General Hospital of Ningxia Medical University, 750004, Yinchuan, China.
Sci Rep. 2025 Aug 21;15(1):30694. doi: 10.1038/s41598-025-14824-0.
Traumatic osteomyelitis (TO) treatment remains challenging due to biofilm formation and poor antibiotic penetration. We developed poly(lactic-co-glycolic acid) (PLGA) microspheres co-loaded with moxifloxacin/rifampicin (M/R-P) to address these limitations. Key findings: In vitro: The microspheres showed (1) no cytotoxicity (CCK-8 assay; live/dead staining; cytoskeletal staining; SEM visualization), and (2) no inhibition of osteogenic potential (ALP activity).In vivo: M/R-P microspheres significantly reduced MRSA burden ( 8 ± 3 × 10³ CFU/g) compared to debridement-only controls (3143 ± 727 × 10³ CFU/g; p < 0.0001), and near-complete infection resolution (histopathology). Conclusion: These results demonstrate that the M/R-P microspheres possess excellent safety profiles, favorable cytocompatibility, and remarkable antibacterial efficacy. The findings confirm the feasibility of our innovative approach using PLGA as a drug delivery carrier for localized antibiotic therapy in chronic osteomyelitis treatment, achieved through technological optimization for combined antibiotic administration. This provides a novel strategic direction for ultimately overcoming the clinical challenge of traumatic osteomyelitis.

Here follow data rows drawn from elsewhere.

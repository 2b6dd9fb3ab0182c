//! Feature Vector - Core data structure for engine and classifier input
//!
//! Length is fixed by the type; the only way in from untrusted input is
//! `TryFrom<&[f64]>`, which rejects anything but exactly `FEATURE_COUNT`
//! values.

use serde::{Deserialize, Serialize};

use super::layout::{feature_index, FEATURE_COUNT, FEATURE_LAYOUT};
use crate::error::RiskError;

// ============================================================================
// FEATURE VECTOR
// ============================================================================

/// Seven readings in the order defined by FEATURE_LAYOUT
#[derive(Debug, Clone, Copy, PartialEq, Serialize, Deserialize)]
pub struct FeatureVector {
    values: [f64; FEATURE_COUNT],
}

impl FeatureVector {
    pub fn from_values(values: [f64; FEATURE_COUNT]) -> Self {
        Self { values }
    }

    /// Get values as array reference
    pub fn as_array(&self) -> &[f64; FEATURE_COUNT] {
        &self.values
    }

    pub fn as_slice(&self) -> &[f64] {
        &self.values
    }

    /// Get feature by index
    pub fn get(&self, index: usize) -> Option<f64> {
        self.values.get(index).copied()
    }

    /// Get feature by name
    pub fn get_by_name(&self, name: &str) -> Option<f64> {
        feature_index(name).and_then(|i| self.get(i))
    }

    /// Values narrowed for f32 tensor input
    pub fn to_f32(&self) -> [f32; FEATURE_COUNT] {
        self.values.map(|v| v as f32)
    }

    /// (name, value) pairs in layout order
    pub fn named(&self) -> impl Iterator<Item = (&'static str, f64)> + '_ {
        FEATURE_LAYOUT.iter().copied().zip(self.values.iter().copied())
    }
}

impl From<[f64; FEATURE_COUNT]> for FeatureVector {
    fn from(values: [f64; FEATURE_COUNT]) -> Self {
        Self::from_values(values)
    }
}

impl TryFrom<&[f64]> for FeatureVector {
    type Error = RiskError;

    fn try_from(values: &[f64]) -> Result<Self, Self::Error> {
        let values: [f64; FEATURE_COUNT] =
            values.try_into().map_err(|_| RiskError::InvalidFeatureCount {
                expected: FEATURE_COUNT,
                actual: values.len(),
            })?;
        Ok(Self { values })
    }
}

// ============================================================================
// TESTS
// ============================================================================
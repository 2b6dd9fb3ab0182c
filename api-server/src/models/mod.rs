//! Request / response models

pub mod predict;

pub use predict::*;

由于生物膜形成和抗生素渗透性差,创伤性骨髓炎(TO)的治疗仍然具有挑战性。我们开发了载有莫西沙星/利福平(M/R-P)的聚乳酸-羟基乙酸共聚物(PLGA)微球来解决这些局限性。主要发现:体外:微球显示(1)无细胞毒性(CCK-8 检测;活/死染色;细胞骨架染色;扫描电子显微镜观察),以及(2)无抑制成骨潜能(碱性磷酸酶活性)。体内:与仅清创对照组(3143±727×10³CFU/g;p<0.0001)相比,M/R-P 微球显著降低了耐甲氧西林金黄色葡萄球菌负担(8±3×10³CFU/g),且感染几乎完全消退(组织病理学)。结论:这些结果表明,M/R-P 微球具有优异的安全性、良好的细胞相容性和显著的抗菌疗效。这些发现证实了我们创新方法的可行性,即通过技术优化联合使用抗生素,将 PLGA 作为慢性骨髓炎局部抗生素治疗的药物递送载体。这为最终克服创伤性骨髓炎的临床挑战提供了一个新的战略方向。